The Madonnas of Leningrad by Debra Dean
My rating: 5 of 5 stars
I had an interesting conversation recently with a resident of a retirement village where I held a reading and discussion of my book, Motherless Soul. She spoke of the memories of her youth and how those recollections became clearer as she aged. She called this fact a “gift.”
The Madonnas of Leningrad is about this “gift.” Marina, a woman suffering with dementia, is getting ready for a trip to her granddaughter's wedding. But Marina keeps slipping back and forth between her life in the present time and the life she led as a young woman during the World War II Siege of Leningrad.
Although I can understand the definition of these intense memories held by the woman I talked to at the retirement home, the life Marina slipped back to was far from pleasant. The Germans barricaded and bombed the city. During a cold, Russian winter, people were living in the shells of buildings without much to protect them from the environment. Marina was fortunate enough to live with her uncle in the basement of the Hermitage museum where she worked, but they suffered from the cold there as well. The German bombers targeted the warehouses with supplies for the city, so soon starvation was killing many more people than the bombs themselves.
Despite the horrors of dementia and war that are covered by this book, it is ultimately about beauty and that's what makes it such a wonderful story. The art in the Hermitage is removed from the walls of the museum. Some pieces are stored in the basement to protect them from the bombs, but most have been transported out of the city. Marina and Anya, an older friend who is also living in the Hermitage, form a pact to remember the art. They walk through the empty rooms of the museum, talking to each other about the work that once hung on the walls. They are worried that if it is forgotten it will never matter.

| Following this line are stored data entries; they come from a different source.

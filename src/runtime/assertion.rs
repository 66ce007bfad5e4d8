//! Assertion hook: turns "assertion passed" into COVERED lines.
//!
//! Each known assertion global is replaced by a wrapper that snapshots
//! the executed set, invokes the original, and on success promotes the
//! newly executed lines. Failures propagate unchanged and promote
//! nothing. `expect` chains are continued through a proxy table whose
//! `__index` intercepts attribute access; every callable link repeats
//! the snapshot/diff/promote step under the same call-site attribution.
//!
//! Internal hook failures are logged and swallowed; the measured
//! assertion's own outcome is always honored.

use mlua::{Function, Lua, MultiValue, Table, Value};
use std::cell::RefCell;
use std::collections::BTreeSet;
use std::fs;
use std::rc::Rc;

use crate::core::errors::{Error, Result};
use crate::core::AssertionRecord;
use crate::runtime::store::CoverageData;

/// Assertion entry points wrapped when present in the globals at install
/// time.
pub const ASSERTION_FUNCTIONS: &[&str] = &[
    "expect",
    "assert",
    "is_true",
    "is_false",
    "is_nil",
    "is_not_nil",
    "equals",
    "not_equals",
    "matches",
    "not_matches",
    "has_error",
    "has_no_error",
];

/// Raw-keyed marker a proxy uses to reach its real chain object.
const PROXY_TARGET_KEY: &str = "__covmap_target";

/// Deepest stack level inspected while attributing an assertion.
const MAX_WALK_DEPTH: i64 = 16;

/// Owns the name → (original, wrapper) mapping. Install and uninstall
/// are explicit; uninstall restores every original.
pub struct AssertionHook {
    data: Rc<RefCell<CoverageData>>,
    wrapped: Vec<(String, Function)>,
}

impl AssertionHook {
    pub fn new(data: Rc<RefCell<CoverageData>>) -> Self {
        Self {
            data,
            wrapped: Vec::new(),
        }
    }

    /// Wrap every assertion global currently present. Names absent from
    /// the global table are skipped.
    pub fn install(&mut self, lua: &Lua) -> Result<()> {
        if !self.wrapped.is_empty() {
            return Ok(());
        }
        for name in ASSERTION_FUNCTIONS {
            let Some(original) = lua
                .globals()
                .get::<Option<Function>>(*name)
                .ok()
                .flatten()
            else {
                continue;
            };
            let wrapper = make_wrapper(lua, name, original.clone(), self.data.clone())?;
            lua.globals().set(*name, wrapper)?;
            self.wrapped.push((name.to_string(), original));
        }
        Ok(())
    }

    /// Restore the wrapped originals.
    pub fn uninstall(&mut self, lua: &Lua) -> Result<()> {
        for (name, original) in self.wrapped.drain(..) {
            lua.globals().set(name.as_str(), original)?;
        }
        Ok(())
    }

    pub fn is_installed(&self) -> bool {
        !self.wrapped.is_empty()
    }

    pub fn wrapped_names(&self) -> impl Iterator<Item = &str> {
        self.wrapped.iter().map(|(name, _)| name.as_str())
    }
}

fn make_wrapper(
    lua: &Lua,
    name: &str,
    original: Function,
    data: Rc<RefCell<CoverageData>>,
) -> mlua::Result<Function> {
    let kind = name.to_string();
    lua.create_function(move |lua, args: MultiValue| {
        let before = snapshot_before(&data);
        let site = attribution_site(lua, &data);
        // A failure propagates unchanged; nothing is promoted.
        let values = original.call::<MultiValue>(args)?;
        if kind == "expect" {
            // `expect` only starts a chain; nothing has been verified
            // yet. Promotion happens when a chain link passes.
            return wrap_chain_values(lua, &data, &site, values);
        }
        promote_delta(&data, &kind, &site, &before);
        Ok(values)
    })
}

/// Snapshot to diff against. The `begin_assert` guard pushed by the
/// transformer snapshots before the assertion's arguments evaluate, so
/// lines executed while building the asserted value count toward the
/// delta; outside instrumented code, fall back to the current set.
fn snapshot_before(data: &Rc<RefCell<CoverageData>>) -> BTreeSet<String> {
    let store = data.borrow();
    match store.current_assertion() {
        Some(pending) => pending.snapshot.clone(),
        None => store.snapshot_executed(),
    }
}

/// Promote the lines executed since `before` and append the assertion
/// record. Never raises into the measured program.
fn promote_delta(
    data: &Rc<RefCell<CoverageData>>,
    kind: &str,
    site: &(String, u32),
    before: &BTreeSet<String>,
) {
    let mut store = data.borrow_mut();
    let newly = store.diff_executed(before);
    for (file_id, lines) in &newly {
        for line in lines {
            store.record_coverage(file_id, *line);
        }
    }
    store.append_assertion(AssertionRecord {
        test_file: site.0.clone(),
        test_line: site.1,
        assertion_kind: kind.to_string(),
        covered_lines: newly,
    });
}

/// Where this assertion lives in test source.
///
/// The in-flight assertion pushed by `begin_assert` carries the exact
/// static position, so it wins. The dynamic `debug.getinfo` walk is the
/// fallback for assertion calls that never passed through instrumented
/// code; "unknown" only remains when no Lua frame is found at all.
fn attribution_site(lua: &Lua, data: &Rc<RefCell<CoverageData>>) -> (String, u32) {
    if let Some(pending) = data.borrow().current_assertion() {
        return (pending.file.clone(), pending.line);
    }
    walk_stack(lua, data).unwrap_or_else(|| ("unknown".to_string(), 0))
}

fn walk_stack(lua: &Lua, data: &Rc<RefCell<CoverageData>>) -> Option<(String, u32)> {
    let debug: Table = lua.globals().get("debug").ok()?;
    let getinfo: Function = debug.get("getinfo").ok()?;

    let mut fallback: Option<(String, u32)> = None;
    for level in 1..=MAX_WALK_DEPTH {
        let info = match getinfo.call::<Option<Table>>((level, "Sl")) {
            Ok(Some(info)) => info,
            _ => break,
        };
        let what: String = info.get("what").unwrap_or_default();
        if what != "Lua" {
            continue;
        }
        let line: i64 = info.get("currentline").unwrap_or(-1);
        if line <= 0 {
            continue;
        }
        let source: String = info.get("source").unwrap_or_default();
        let file = source.strip_prefix('@').unwrap_or(&source).to_string();
        let (file, line) = remap_position(data, file, line as u32);
        if fallback.is_none() {
            fallback = Some((file.clone(), line));
        }
        if let Some(text) = source_line_text(data, &file, line) {
            if text.contains("expect(") || text.contains("assert(") {
                return Some((file, line));
            }
        }
    }
    fallback
}

/// Map an instrumented frame position back to the original line.
fn remap_position(data: &Rc<RefCell<CoverageData>>, file: String, line: u32) -> (String, u32) {
    let store = data.borrow();
    match store
        .get_file_data(&file)
        .and_then(|f| f.sourcemap.map_line(line))
    {
        Some(original) if original > 0 => (file, original),
        _ => (file, line),
    }
}

fn source_line_text(data: &Rc<RefCell<CoverageData>>, file: &str, line: u32) -> Option<String> {
    if line == 0 {
        return None;
    }
    let store = data.borrow();
    if let Some(record) = store.get_file_data(file) {
        return record
            .source
            .lines()
            .nth(line as usize - 1)
            .map(str::to_string);
    }
    drop(store);
    // Uninstrumented test files are read from disk, best effort.
    let contents = fs::read_to_string(file).ok()?;
    contents.lines().nth(line as usize - 1).map(str::to_string)
}

/// Wrap the first returned value in a chain proxy when it is a table.
fn wrap_chain_values(
    lua: &Lua,
    data: &Rc<RefCell<CoverageData>>,
    site: &(String, u32),
    values: MultiValue,
) -> mlua::Result<MultiValue> {
    let mut values: Vec<Value> = values.into_iter().collect();
    if let Some(Value::Table(chain)) = values.first().cloned() {
        match make_proxy(lua, data.clone(), site.clone(), chain) {
            Ok(proxy) => values[0] = Value::Table(proxy),
            // Hook failures never alter the assertion result; the chain
            // simply continues unproxied.
            Err(e) => log::warn!(
                "covmap: {}",
                Error::AssertionHook(format!("chain proxy creation failed: {e}"))
            ),
        }
    }
    Ok(MultiValue::from_iter(values))
}

fn make_proxy(
    lua: &Lua,
    data: Rc<RefCell<CoverageData>>,
    site: (String, u32),
    target: Table,
) -> mlua::Result<Table> {
    let proxy = lua.create_table()?;
    proxy.raw_set(PROXY_TARGET_KEY, target.clone())?;

    let mt = lua.create_table()?;
    mt.set(
        "__index",
        lua.create_function(move |lua, (_this, key): (Table, Value)| {
            chain_index(lua, &data, &site, &target, key)
        })?,
    )?;
    proxy.set_metatable(Some(mt));
    Ok(proxy)
}

/// Attribute lookup on a chain proxy: callables come back wrapped so the
/// next link keeps promoting; tables come back as nested proxies; plain
/// values pass through.
fn chain_index(
    lua: &Lua,
    data: &Rc<RefCell<CoverageData>>,
    site: &(String, u32),
    target: &Table,
    key: Value,
) -> mlua::Result<Value> {
    let kind = match &key {
        Value::String(s) => s.to_string_lossy().to_string(),
        _ => "chain".to_string(),
    };
    let raw: Value = target.get(key)?;
    match raw {
        Value::Function(f) => Ok(Value::Function(make_chain_method(
            lua,
            data.clone(),
            site.clone(),
            kind,
            f,
        )?)),
        Value::Table(sub) => Ok(Value::Table(make_proxy(
            lua,
            data.clone(),
            site.clone(),
            sub,
        )?)),
        other => Ok(other),
    }
}

fn make_chain_method(
    lua: &Lua,
    data: Rc<RefCell<CoverageData>>,
    site: (String, u32),
    kind: String,
    method: Function,
) -> mlua::Result<Function> {
    lua.create_function(move |lua, args: MultiValue| {
        let mut values: Vec<Value> = args.into_iter().collect();
        // Method-style calls pass the proxy as self; hand the real chain
        // object to the underlying assertion library instead.
        if let Some(Value::Table(first)) = values.first() {
            if let Ok(Value::Table(real)) = first.raw_get::<Value>(PROXY_TARGET_KEY) {
                values[0] = Value::Table(real);
            }
        }
        let before = snapshot_before(&data);
        let result = method.call::<MultiValue>(MultiValue::from_iter(values))?;
        promote_delta(&data, &kind, &site, &before);
        wrap_chain_values(lua, &data, &site, result)
    })
}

There are so many wonderful things going on in this book. It is the story of a love that persists through both war and old age. Marina waits for Dmitri as he fights against the German army, then, when they are older and living in America, Dmitri patiently waits for Marina as she slips in and out of her present life. It is also the story of the beauty of culture. Marina's love for art is great enough to pull her through the horrors of war.